LISTED ENTRIES:
impl SccpEngine {
    pub fn new(name: &str, cfg: SccpConfig, local_pc: PointCode) -> Arc<Self> {
        let dialect = SccpDialect::from_name(&cfg.dialect);
        let pc_type = match dialect {
            SccpDialect::Itu => PcType::Itu,
            SccpDialect::Ansi => PcType::Ansi,
        };
        Arc::new(Self {
            name: name.to_string(),
            dialect,
            pc_type,
            local_pc,
            users: RwLock::new(Vec::new()),
            gtt: GlobalTitleTranslator::new(),
            mgmt: SccpManagement::new(pc_type, 30_000),
            reassembler: Reassembler::new(cfg.segmentation_timeout_ms),
            router: RwLock::new(Weak::new()),
            engine: RwLock::new(Weak::new()),
            seg_reference: AtomicU32::new(1),
            sls_counter: AtomicU8::new(0),
            mtp_max: 272 - 1 - pc_type.label_octets(),
            cfg: RwLock::new(cfg),
        })
    }

    pub fn attach_router(self: &Arc<Self>, router: &Arc<Router>) {
        *self.router.write().unwrap() = Arc::downgrade(router);
        let user: Arc<dyn Mtp3User> = self.clone();
        router.attach_user(si::SCCP, &user);
    }

    pub fn set_engine(&self, engine: &Arc<Engine>) {
        *self.engine.write().unwrap() = Arc::downgrade(engine);
    }

    pub fn translator(&self) -> &GlobalTitleTranslator {
        &self.gtt
    }

    pub fn management(&self) -> &SccpManagement {
        &self.mgmt
    }

    pub fn local_pc(&self) -> PointCode {
        self.local_pc
    }

    pub fn local_address(&self, ssn: u8) -> SccpAddress {
        SccpAddress::from_ssn_pc(ssn, self.local_pc)
    }

    /// Attach an SCCP user and advertise its subsystem in service
    pub fn attach_user(&self, user: &Arc<dyn SccpUser>) {
        let ssn = user.ssn();
        self.users.write().unwrap().push(Arc::downgrade(user));
        if let Some(request) = self.mgmt.set_local(ssn, true) {
            self.broadcast_scmg(request.msg);
        }
    }

    /// Report a user's subsystem leaving or re-entering service
    pub fn set_user_status(&self, ssn: u8, in_service: bool) {
        if let Some(request) = self.mgmt.set_local(ssn, in_service) {
            self.broadcast_scmg(request.msg);
        }
    }

    fn user_for(&self, ssn: u8) -> Option<Arc<dyn SccpUser>> {
        self.users.read().unwrap().iter().filter_map(Weak::upgrade).find(|u| u.ssn() == ssn)
    }

    fn next_sls(&self) -> u8 {
        self.sls_counter.fetch_add(1, Ordering::Relaxed) & self.pc_type.sls_mask()
    }

    fn transmit(&self, msg: &SccpMessage, dest: PointCode, sls: u8) -> Result<(), SccpError> {
        let payload = msg.encode(self.dialect)?;
        let label = Label::new(self.pc_type, dest, self.local_pc, sls);
        let router = self.router.read().unwrap().upgrade();
        let router = router.ok_or(SccpError::MtpFailure)?;
        let network = crate::types::NetworkIndicator::National;
        let sio = Sio::new(si::SCCP, 1, network);
        router.transmit_msu(sio, &label, &payload).map_err(SccpError::from)
    }

    /// Send user data, choosing UDT, XUDT or a segmented batch
    pub fn send_unitdata(
        &self,
        called: &SccpAddress,
        calling: &SccpAddress,
        class: ProtocolClass,
        data: &[u8],
    ) -> Result<(), SccpError> {
        let resolved =
            if called.needs_translation() { self.gtt.translate(called)? } else { called.clone() };
        let dest = resolved.point_code.ok_or(SccpError::NoTranslation)?;
        let hop = self.cfg.read().unwrap().hop_counter;

        let called_len = resolved.encode(self.dialect).len();
        let calling_len = calling.encode(self.dialect).len();
        let udt_max = max_udt_data(called_len, calling_len, self.mtp_max);
        let xudt_max = max_xudt_data(called_len, calling_len, self.mtp_max);

        if data.len() <= udt_max {
            let msg = SccpMessage::udt(
                class,
                resolved,
                calling.clone(),
                Bytes::copy_from_slice(data),
            );
            return self.transmit(&msg, dest, self.next_sls());
        }
        if data.len() <= xudt_max {
            let msg = SccpMessage::xudt(
                class,
                hop,
                resolved,
                calling.clone(),
                Bytes::copy_from_slice(data),
                None,
            );
            return self.transmit(&msg, dest, self.next_sls());
        }

        // Segment into an XUDT batch; class 1 keeps the segments in order
        let chunk = xudt_max.max(1);
        let count = data.len().div_ceil(chunk);
        if count > MAX_SEGMENTS {
            let ludt_max = max_ludt_data(called_len, calling_len, 3952);
            if data.len() <= ludt_max {
                let msg = SccpMessage::ludt(
                    class,
                    hop,
                    resolved,
                    calling.clone(),
                    Bytes::copy_from_slice(data),
                    None,
                );
                return self.transmit(&msg, dest, self.next_sls());
            }
            return Err(SccpError::Oversize(data.len()));
        }
        let reference = self.seg_reference.fetch_add(1, Ordering::Relaxed) & 0x00FF_FFFF;
        let sls = self.next_sls();
        for (index, part) in data.chunks(chunk).enumerate() {
            let segmentation = Segmentation {
                first: index == 0,
                class1: class.class == 1,
                remaining: (count - 1 - index) as u8,
                reference,
            };
            let msg = SccpMessage::xudt(
                class,
                hop,
                resolved.clone(),
                calling.clone(),
                Bytes::copy_from_slice(part),
                Some(segmentation),
            );
            self.transmit(&msg, dest, sls)?;
        }
        Ok(())
    }

    fn return_message(&self, msg: &SccpMessage, label: &Label, cause: ReturnCause) {
        if !msg.class.return_on_error || msg.is_service() {
            return;
        }
        debug!(engine = %self.name, ?cause, "returning message to origin");
        let reply = msg.service_reply(cause);
        let dest = match reply.called.point_code.or(Some(label.opc)) {
            Some(pc) => pc,
            None => return,
        };
        let _ = self.transmit(&reply, dest, label.sls);
    }

    fn deliver_local(&self, msg: SccpMessage, label: &Label) {
        // Reassemble segmented batches before delivery
        let data = match &msg.segmentation {
            Some(segmentation) => {
                let key =
                    ReassemblyKey::new(self.dialect, &msg.calling, segmentation, label);
                match self.reassembler.add_segment(key, segmentation, &msg.data, Instant::now()) {
                    SegmentOutcome::Complete(data) => data,
                    SegmentOutcome::Pending => return,
                    SegmentOutcome::Rejected => {
                        self.return_message(&msg, label, ReturnCause::SegmentationFailure);
                        return;
                    }
                }
            }
            None => msg.data.clone(),
        };
        let target_ssn = msg.called.ssn.unwrap_or(0);
        if target_ssn == ssn::MANAGEMENT {
            self.handle_scmg(&data, label);
            return;
        }
        if msg.is_service() {
            if let Some(user) = self.user_for(target_ssn) {
                user.receive_notice(
                    msg.return_cause.unwrap_or(ReturnCause::Unqualified),
                    data,
                    &msg.called,
                    &msg.calling,
                );
            }
            return;
        }
        match self.user_for(target_ssn) {
            Some(user) => {
                if !user.receive_data(data, &msg.called, &msg.calling) {
                    self.return_message(&msg, label, ReturnCause::ErrorInLocalProcessing);
                }
            }
            None => {
                warn!(engine = %self.name, ssn = target_ssn, "no user for subsystem");
                self.return_message(&msg, label, ReturnCause::UnequippedUser);
            }
        }
    }

    fn relay(&self, mut msg: SccpMessage, label: &Label) {
        if self.cfg.read().unwrap().endpoint {
            self.return_message(&msg, label, ReturnCause::NoTranslationForThisAddress);
            return;
        }
        // Hop counting guards relay loops
        if let Some(hop) = msg.hop_counter {
            if hop <= 1 {
                warn!(engine = %self.name, "hop counter exhausted");
                self.return_message(&msg, label, ReturnCause::HopCounterViolation);
                return;
            }
            msg.hop_counter = Some(hop - 1);
        }
        match self.gtt.translate(&msg.called) {
            Ok(translated) => {
                let dest = match translated.point_code {
                    Some(pc) => pc,
                    None => {
                        self.return_message(&msg, label, ReturnCause::NoTranslationForThisAddress);
                        return;
                    }
                };
                msg.called = translated;
                if dest == self.local_pc {
                    self.deliver_local(msg, label);
                    return;
                }
                if let Err(err) = self.transmit(&msg, dest, label.sls) {
                    debug!(engine = %self.name, %err, "relay transmit failed");
                    self.return_message(&msg, label, ReturnCause::MtpFailure);
                }
            }
            Err(_) => {
                self.return_message(&msg, label, ReturnCause::NoTranslationForThisAddress);
            }
        }
    }

    fn handle_scmg(&self, data: &Bytes, label: &Label) {
        let Some(msg) = ScmgMsg::decode(self.pc_type, data.clone()) else {
            warn!(engine = %self.name, "undecodable SCMG message");
            return;
        };
        let output = self.mgmt.handle(msg);
        for reply in output.replies {
            self.send_scmg(reply, label.opc);
        }
        self.fan_out(output.broadcasts);
    }

    fn fan_out(&self, broadcasts: Vec<SccpBroadcast>) {
        if broadcasts.is_empty() {
            return;
        }
        let users: Vec<Arc<dyn SccpUser>> =
            self.users.read().unwrap().iter().filter_map(Weak::upgrade).collect();
        for broadcast in broadcasts {
            for user in &users {
                user.management_status(broadcast);
            }
        }
    }

    fn send_scmg(&self, msg: ScmgMsg, dest: PointCode) {
        let called = SccpAddress::from_ssn_pc(ssn::MANAGEMENT, dest);
        let calling = SccpAddress::from_ssn_pc(ssn::MANAGEMENT, self.local_pc);
        let udt = SccpMessage::udt(
            ProtocolClass::CLASS_0,
            called,
            calling,
            msg.encode(self.pc_type),
        );
        if let Err(err) = self.transmit(&udt, dest, 0) {
            debug!(engine = %self.name, %err, "failed to send SCMG message");
        }
    }

    /// Advertise a local subsystem state change to every watched remote
    fn broadcast_scmg(&self, template: ScmgMsg) {
        let mut msg = template;
        msg.pc = self.local_pc;
        let remotes = self.known_remote_pcs();
        for pc in remotes {
            self.send_scmg(msg, pc);
        }
    }

    fn known_remote_pcs(&self) -> Vec<PointCode> {
        // The concerned-point list is whatever management is watching
        self.mgmt.watched_pcs()
    }
}

impl Mtp3User for SccpEngine {
    fn receive_msu(&self, sio: Sio, label: &Label, payload: Bytes) -> bool {
        if sio.service() != si::SCCP {
            return false;
        }
        let msg = match SccpMessage::decode(self.dialect, &payload) {
            Ok(msg) => msg,
            Err(err) => {
                warn!(engine = %self.name, %err, "undecodable SCCP message");
                return true;
            }
        };
        if msg.called.needs_translation() {
            self.relay(msg, label);
        } else if msg.called.point_code.map(|pc| pc == self.local_pc).unwrap_or(true) {
            self.deliver_local(msg, label);
        } else {
            // Addressed elsewhere on SSN routing: forward as-is
            let Some(dest) = msg.called.point_code else {
                return true;
            };
            if self.cfg.read().unwrap().endpoint {
                self.return_message(&msg, label, ReturnCause::NoTranslationForThisAddress);
            } else if let Err(err) = self.transmit(&msg, dest, label.sls) {
                debug!(engine = %self.name, %err, "forward failed");
                self.return_message(&msg, label, ReturnCause::MtpFailure);
            }
        }
        true
    }

    fn route_status(&self, pc_type: PcType, destination: PointCode, state: RouteState) {
        if pc_type != self.pc_type {
            return;
        }
        let accessible = state.usable();
        let output = self.mgmt.point_code_status(destination, accessible);
        self.fan_out(output.broadcasts);
    }
}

EXERCISE DETAILS:
Look through the entries above and report each line where the string "state" occurs.

ANSWER FOR THE TASK:
    /// Advertise a local subsystem state change to every watched remote
    fn route_status(&self, pc_type: PcType, destination: PointCode, state: RouteState) {
        let accessible = state.usable();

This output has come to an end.